Une circulaire sur la nationalité des enfants de mères porteuses nés à l’étranger a fait irruption mardi dans le débat sur le mariage homosexuel, l’UMP accusant le gouvernement d’ouvrir une brèche vers la gestation pour autrui (GPA), ce qu’il nie catégoriquement (Lire aussi : Taubira conspuée par la droite qui crie « démission ! »). Pour Marie, qui a eu sa fille grâce à une mère-porteuse il y a dix ans aux Etats-Unis, cette circulaire est une « formidable nouvelle ». Voici son histoire.

« La GPA, on en avait vaguement entendu parler »
« J’ai subi une ablation de l’utérus à l’âge de 20 ans suite à un cancer. Le mal d’enfant a suivi après le combat contre la maladie. Je suis avec le même garçon depuis mes 14 ans et on s’était toujours dit qu’on aurait des enfants ensemble. Là, j’ai compris que cela allait être très compliqué, voire impossible. Alors, on met ce désir de bébé dans un coin et puis on n’en parle plus, on s’interdit d’y penser. Mais la souffrance est là. Toujours là. Un jour, on a rencontré un médecin qui nous a parlé d’une autre solution : le recours à une mère porteuse. Mais on allait devoir se débrouiller seuls, la pratique étant interdite en France. La GPA, on en avait vaguement entendu parler. En entendre parler via un spécialiste la légitimise.

« La terre promise »
En 2000, on part à Los Angeles, en Californie. Il existe là-bas des agences de gestation pour autrui. Pour nous, c’est l’île aux enfants, la terre promise. Ces agences nous mettent en relation avec des gestatrices. En anglais, on les appelle les « surrogate ». Nous, on les appelle les ‘nounous’, jamais les mères-porteuses. Contrairement à ce que l’on peut croire, on ne les choisit pas sur catalogue. Ces femmes écrivent des lettres pour expliquer pourquoi elles font ça. Leur point commun ? Elles ne peuvent pas s’endormir le soir en pensant à celles qui souffrent de ne pas avoir d’enfant. C’est une envie humaine. Dans ce lot de missives, une femme vous touche plus qu’une autre. Lors de notre première rencontre, elle m’a dit « ne t’inquiète pas, je suis là ». On passe beaucoup de temps ensemble pour faire connaissance, se découvrir. Mon mari et moi avons fait trois allers-retours en Californie avant de débuter l’aventure GPA, 12-15 au total.

« Un faux-ventre »
Le processus est peu ou prou le même que pour une fécondation in vitro. J’ai un traitement de stimulation ovarienne, de son côté la nounou reçoit un traitement pour accepter les embryons. Vient le jour, où l’on me ponctionne mes ovocytes ; mon mari donne, lui, son sperme et des embryons se forment. Deux sont inséminés dans l’utérus de la nounou et l’attente commence. La troisième tentative a été la bonne, on l’a appris le soir de notre anniversaire de mariage. Si mon entourage était au courant, j’ai passé neuf mois avec un faux-ventre au boulot, notamment. J’ai terminé « ma grossesse » aux Etats-Unis.
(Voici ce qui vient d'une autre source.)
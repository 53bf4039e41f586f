//! Glue between the server's cable trait and the MPSSE engine.

use std::time::Duration;

use xvc_mpsse::{DeviceSelector, Hs2Transport, Mpsse, MpsseError};
use xvc_server::JtagCable;

/// An opened, configured HS2 adapter.
pub struct Hs2Cable {
    engine: Mpsse<Hs2Transport>,
}

impl Hs2Cable {
    /// Opens the adapter, brings up MPSSE mode and programs the initial
    /// TCK frequency.
    pub fn open(
        selector: &DeviceSelector,
        latency: Duration,
        initial_frequency_hz: u32,
    ) -> Result<Hs2Cable, MpsseError> {
        let mut transport = Hs2Transport::open(selector)?;
        transport.configure_mpsse(latency)?;
        let mut engine = Mpsse::new(transport);
        let realized = engine.set_frequency(initial_frequency_hz)?;
        log::info!("adapter ready at {} Hz", realized);
        Ok(Hs2Cable { engine })
    }
}

impl JtagCable for Hs2Cable {
    type Error = MpsseError;

    fn set_tck_period(&mut self, period_ns: u32) -> Result<u32, MpsseError> {
        self.engine.set_period_ns(period_ns)
    }

    fn scan(
        &mut self,
        tms: &[u8],
        tdi: &[u8],
        tdo: &mut [u8],
        nbits: usize,
    ) -> Result<(), MpsseError> {
        self.engine.scan(tms, tdi, tdo, nbits)
    }
}
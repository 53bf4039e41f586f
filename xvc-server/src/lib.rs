//! # XVC Server Core
//!
//! Everything between the TCP socket and the JTAG cable: the per-connection
//! protocol session, the client-IP session lock, the optional IP whitelist
//! and the single-threaded instance loop that ties them together.
//!
//! ## Architecture
//!
//! One [`server::Instance`] owns one adapter and one listening port for its
//! whole life. At most one connection at a time is promoted to the active
//! [`session::Session`]; everyone else is turned away at accept time. The
//! adapter itself is abstracted as a [`JtagCable`], so the same instance
//! loop runs against MPSSE hardware and against the software chip model the
//! tests use.
//!
//! ## Session stickiness
//!
//! A debugger that hits a breakpoint may drop its TCP connection without
//! intending to give up the adapter. When a lock timeout is configured the
//! instance remembers the client's IP for that long after disconnect and
//! only that IP may reconnect; see [`lock::ClientLock`].

pub mod lock;
pub mod server;
pub mod session;
pub mod whitelist;

pub use server::{Instance, InstanceConfig, InstanceError};
pub use session::{Session, SessionError, SessionStatus};
pub use whitelist::{Verdict, Whitelist, WhitelistMode};

/// A JTAG adapter as the server sees it.
///
/// Backends translate the two operations onto real hardware; the server
/// never looks past this trait. Errors are backend-defined and treated as
/// fatal for both the session and the adapter (the instance exits so its
/// supervisor can reopen the device).
pub trait JtagCable {
    type Error: std::error::Error + Send + 'static;

    /// Applies a TCK period in nanoseconds, returning the period actually
    /// realized. Implementations clamp out-of-range requests.
    fn set_tck_period(&mut self, period_ns: u32) -> Result<u32, Self::Error>;

    /// Clocks `nbits` TMS/TDI pairs, filling `tdo` with the bits read back.
    /// All three vectors are LSB-first and `⌈nbits / 8⌉` bytes long.
    fn scan(
        &mut self,
        tms: &[u8],
        tdi: &[u8],
        tdo: &mut [u8],
        nbits: usize,
    ) -> Result<(), Self::Error>;
}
Techniquement, c’est une immigrée clandestine »
Après la naissance de notre fille, qui a aujourd’hui 10 ans, nous sommes rentrés en France avec un acte de naissance américain. Sur le papier signé par un juge californien, il est écrit que je suis la mère et mon mari, le père. Le passage de la douane a été un moment éprouvant mais personne ne nous a rien dit. On est rentrés chez nous, on s’est enfermés et on a décidé d’être heureux avec notre fille. Elle a un passeport américain, techniquement, c’est une immigrée clandestine. Dans l’absolu, il n’y a pas de souci, on a pu l’inscrire à la Sécu, à l’école mais la problématique est autre quand on se met à voyager. Je ne me suis jamais rapprochée de l’Etat français. Je ne l’ai jamais déclarée par peur qu’on me la reprenne vue que la GPA est interdite dans l’Hexagone.

Une bonne circulaire, un mauvais timing
Pour nous, cette circulaire Taubira est évidemment une bonne nouvelle puisqu’elle demande aux tribunaux de ne plus refuser la délivrance de certificats de nationalité française au seul motif qu’ils concernent des enfants nés de mère porteuse à l’étranger. Aujourd’hui, certains tribunaux le refusent. C’est quitte ou double. Soit, vous passez à travers les gouttes, soit les ennuis judiciaires commencent. Mais si cette circulaire est une bonne chose, le timing du débat sur le mariage gay est mauvais. La GPA est une véritable solution pour les femmes à la stérilité utérine. »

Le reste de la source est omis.